Reading XML

<< Click to Display Table of Contents >>

Navigation:  Integrating SQLstream Blaze with Other Systems > Reading Data into s-Server > Reading from Other Sources  > Parser Types for Reading >

Reading XML

Previous pageReturn to chapter overviewNext page

To read XML data with the ECD Adapter and Agent (ECDA Framework), you need to specify a location for the data to be read and information on the data structure.

Overview

The XML parser converts data from the XML file format into regular SQLstream rows. To read data from XML files using the ECD Adapter or Agent, you define a foreign stream based on the input sources that uses the XML parser, or, with the ECDA agent, define a properties file with similar options. As with other input data formats, you specify the location of the files and other attributes that control how the files are discovered and read. Like any stream definition, the foreign stream has a definite row-type: a set of columns with names and data-types.

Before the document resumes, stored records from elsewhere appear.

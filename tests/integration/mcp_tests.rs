/// JSON-RPC round trips through the MCP server
use std::sync::Arc;

use recovery_tracker_mcp::mcp::protocol::error_codes;
use recovery_tracker_mcp::mcp::McpServer;
use recovery_tracker_mcp::{ManualClock, RecoveryTrackerServer, SqliteStorage, TrackerConfig};
use chrono::Duration;
use serde_json::{json, Value};

use crate::common::start_time;

#[cfg(test)]
mod mcp_integration_tests {
    use super::*;

    fn request(id: u64, method: &str, params: Value) -> String {
        json!({ "jsonrpc": "2.0", "id": id, "method": method, "params": params }).to_string()
    }

    async fn send(server: &mut McpServer, line: &str) -> Value {
        let response = server.process_line(line).await.expect("expected a response");
        serde_json::to_value(&response).unwrap()
    }

    async fn call(server: &mut McpServer, id: u64, tool: &str, arguments: Value) -> Value {
        let line = request(id, "tools/call", json!({ "name": tool, "arguments": arguments }));
        send(server, &line).await["result"].clone()
    }

    /// The structured half of a successful tool result
    fn data(result: &Value) -> Value {
        let text = result["content"][1]["text"].as_str().expect("data content");
        serde_json::from_str(text).unwrap()
    }

    fn server() -> McpServer {
        server_with_clock().0
    }

    fn server_with_clock() -> (McpServer, Arc<ManualClock>) {
        let storage = SqliteStorage::open_in_memory().unwrap();
        let clock = Arc::new(ManualClock::new(start_time()));
        let tracker = RecoveryTrackerServer::with_clock(storage, TrackerConfig::default(), clock.clone()).unwrap();
        (McpServer::new(tracker), clock)
    }

    fn text(result: &Value) -> &str {
        result["content"][0]["text"].as_str().expect("text content")
    }

    fn prompt_step(result: &Value) -> u64 {
        data(result)["prompt"]["step"].as_u64().expect("open prompt")
    }

    #[tokio::test]
    async fn test_initialize_handshake() {
        let mut server = server();

        let response = send(
            &mut server,
            &request(1, "initialize", json!({ "protocolVersion": "2024-11-05", "clientInfo": { "name": "test" } })),
        )
        .await;
        assert_eq!(response["result"]["protocolVersion"], "2024-11-05");
        assert_eq!(response["result"]["serverInfo"]["name"], "Recovery Tracker MCP");
        assert_eq!(response["result"]["capabilities"]["tools"]["listChanged"], false);

        let notification = json!({ "jsonrpc": "2.0", "method": "notifications/initialized" }).to_string();
        assert!(server.process_line(&notification).await.is_none());
        assert!(server.is_initialized());
    }

    #[tokio::test]
    async fn test_tools_list() {
        let mut server = server();
        let response = send(&mut server, &request(2, "tools/list", json!({}))).await;

        let tools = response["result"]["tools"].as_array().unwrap();
        assert_eq!(tools.len(), 14);
        for tool in tools {
            assert!(tool["inputSchema"].is_object(), "{} has no schema", tool["name"]);
        }
        let names: Vec<_> = tools.iter().filter_map(|t| t["name"].as_str()).collect();
        assert!(names.contains(&"conversation_answer"));
        assert!(names.contains(&"history_export"));
    }

    #[tokio::test]
    async fn test_protocol_errors() {
        let mut server = server();

        let response = send(&mut server, "{not json").await;
        assert_eq!(response["error"]["code"], error_codes::PARSE_ERROR);

        let response = send(&mut server, &request(3, "resources/list", json!({}))).await;
        assert_eq!(response["error"]["code"], error_codes::METHOD_NOT_FOUND);

        // user_id is required
        let line = request(4, "tools/call", json!({ "name": "journey_new", "arguments": {} }));
        let response = send(&mut server, &line).await;
        assert_eq!(response["error"]["code"], error_codes::INVALID_PARAMS);

        let result = call(&mut server, 5, "make_coffee", json!({})).await;
        assert_eq!(result["isError"], true);

        assert!(server.process_line("   ").await.is_none());
    }

    #[tokio::test]
    async fn test_journey_conversation_over_mcp() {
        let mut server = server();

        let result = call(&mut server, 1, "user_register", json!({ "user_id": 21, "username": "@kai" })).await;
        assert_eq!(result["isError"], false);

        let result = call(&mut server, 2, "journey_new", json!({ "user_id": 21 })).await;
        assert_eq!(result["isError"], false);
        let step = data(&result)["prompt"]["step"].as_u64().unwrap();

        let result = call(
            &mut server,
            3,
            "conversation_answer",
            json!({ "user_id": 21, "answer": "4", "step": step }),
        )
        .await;
        let reply = data(&result);
        assert_eq!(reply["event"]["event"], "journey_started");
        let next_step = reply["prompt"]["step"].as_u64().unwrap();
        assert!(next_step > step);

        // answering the old step again is refused without ending the flow
        let result = call(
            &mut server,
            4,
            "conversation_answer",
            json!({ "user_id": 21, "answer": "4", "step": step }),
        )
        .await;
        assert_eq!(result["isError"], true);

        let result = call(
            &mut server,
            5,
            "conversation_answer",
            json!({ "user_id": 21, "answer": "Memes", "step": next_step }),
        )
        .await;
        let reply = data(&result);
        assert_eq!(reply["event"]["event"], "rank_assigned");
        assert!(reply.get("prompt").is_none());

        let result = call(&mut server, 6, "journey_new", json!({ "user_id": 21 })).await;
        assert_eq!(result["isError"], true);
        assert!(result["content"][0]["text"].as_str().unwrap().starts_with("Error: "));

        let result = call(&mut server, 7, "account_view", json!({ "user_id": 21 })).await;
        assert_eq!(result["isError"], false);
        let profile = data(&result);
        assert_eq!(profile["username"], "kai");
        assert_eq!(profile["days"], 4);
        assert_eq!(profile["rank_system"], "Memes");
        assert_eq!(profile["entries"]["scope"], "all");
    }

    #[tokio::test]
    async fn test_tasks_and_stats_over_mcp() {
        let mut server = server();

        let result = call(&mut server, 1, "task_complete", json!({ "user_id": 30 })).await;
        assert_eq!(result["isError"], true);

        let result = call(&mut server, 2, "task_request", json!({ "user_id": 30, "message_ref": 12 })).await;
        assert_eq!(data(&result)["status"], "assigned");

        let result = call(&mut server, 3, "task_request", json!({ "user_id": 30 })).await;
        assert_eq!(data(&result)["status"], "unfinished");

        let result = call(&mut server, 4, "ranks_list", json!({})).await;
        assert_eq!(data(&result).as_array().unwrap().len(), 3);

        let result = call(&mut server, 5, "tracker_stats", json!({})).await;
        let stats = data(&result);
        assert_eq!(stats["users"], 0);
        assert_eq!(stats["requests_handled"], 4);
        assert_eq!(server.stats().requests_handled, 5);
    }

    #[tokio::test]
    async fn test_late_answer_reports_timeout_over_mcp() {
        let (mut server, clock) = server_with_clock();

        let result = call(&mut server, 1, "journey_new", json!({ "user_id": 40 })).await;
        let step = prompt_step(&result);
        let result = call(
            &mut server,
            2,
            "conversation_answer",
            json!({ "user_id": 40, "answer": "3", "step": step }),
        )
        .await;
        let step = prompt_step(&result);
        call(
            &mut server,
            3,
            "conversation_answer",
            json!({ "user_id": 40, "answer": "Belts", "step": step }),
        )
        .await;

        let result = call(&mut server, 4, "checkin_start", json!({ "user_id": 40 })).await;
        let step = prompt_step(&result);
        clock.advance(Duration::seconds(301));

        let result = call(
            &mut server,
            5,
            "conversation_answer",
            json!({ "user_id": 40, "answer": "survived", "step": step }),
        )
        .await;
        assert_eq!(result["isError"], true);
        assert_eq!(text(&result), "Error: No answer received");

        call(&mut server, 6, "checkin_start", json!({ "user_id": 40 })).await;
        clock.advance(Duration::seconds(301));
        let result = call(&mut server, 7, "conversation_cancel", json!({ "user_id": 40 })).await;
        assert_eq!(text(&result), "Error: No answer received");
        assert!(server.tracker().conversations().is_empty());
    }

    #[tokio::test]
    async fn test_other_users_expired_prompts_are_swept() {
        let (mut server, clock) = server_with_clock();

        call(&mut server, 1, "journey_new", json!({ "user_id": 41 })).await;
        clock.advance(Duration::seconds(301));

        call(&mut server, 2, "task_request", json!({ "user_id": 42 })).await;
        assert!(server.tracker().conversations().is_empty());

        let result = call(&mut server, 3, "conversation_answer", json!({ "user_id": 41, "answer": "3" })).await;
        assert!(text(&result).starts_with("Error: Not found"));
    }

    #[tokio::test]
    async fn test_free_text_without_step_is_refused_over_mcp() {
        let mut server = server();

        let result = call(&mut server, 1, "journey_new", json!({ "user_id": 43 })).await;
        let step = prompt_step(&result);

        let result = call(&mut server, 2, "conversation_answer", json!({ "user_id": 43, "answer": "3" })).await;
        assert_eq!(result["isError"], true);
        assert!(text(&result).starts_with("Error: Invalid input"));

        // the question is still open
        let result = call(
            &mut server,
            3,
            "conversation_answer",
            json!({ "user_id": 43, "answer": "3", "step": step }),
        )
        .await;
        assert_eq!(data(&result)["event"]["event"], "journey_started");
    }
}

XML is a complex and flexible format, so it is also necessary to specify how a portion of the XML input is recognized as the source of one row, and how parts of that XML input are recognized as the column values of that row. This is done by pattern matching, with patterns defined as simple xpath expressions. There is an xpath that matches a row, and an xpath for each column. More information on XPath can be found at http://en.wikipedia.org/wiki/XPath.

See Ingestion Rules for XML for details on how s-Server parses XML data.

Note: You can also input data in larger chunks and parse it later using the Parser UDX. This UDX calls the parsers listed above in a function. For more information on using functions, see the topic Transforming Data in s-Server in this guide.

How it Works

As input files are read, their contents are appended to a long stream comprised of XML data. As data flows in, s-Server parses the data, watching for xpath matches. Whenever the row xpath matches a chunk of input, s-Server emits an output row has been found. Inside this chunk, as each column xpath matches, the value of that column has been found as text.

Only simple xpaths are allowed as patterns. A pattern may be absolute (starts with a slash) or relative (doesn't start with a slash).

s-Server supports patterns built from tag-names (like /a/b/c), attributes (like /a/b/c@d), and simple conditions (like /a/b/c[@d="foo"]).

A pattern like /a/b/c matches tag <c> when nested inside a <b> inside an <a>.  The value of the match is the text inside the tag: all the text between this <c> and the matching </c>. Leading and trailing whitespace are stripped.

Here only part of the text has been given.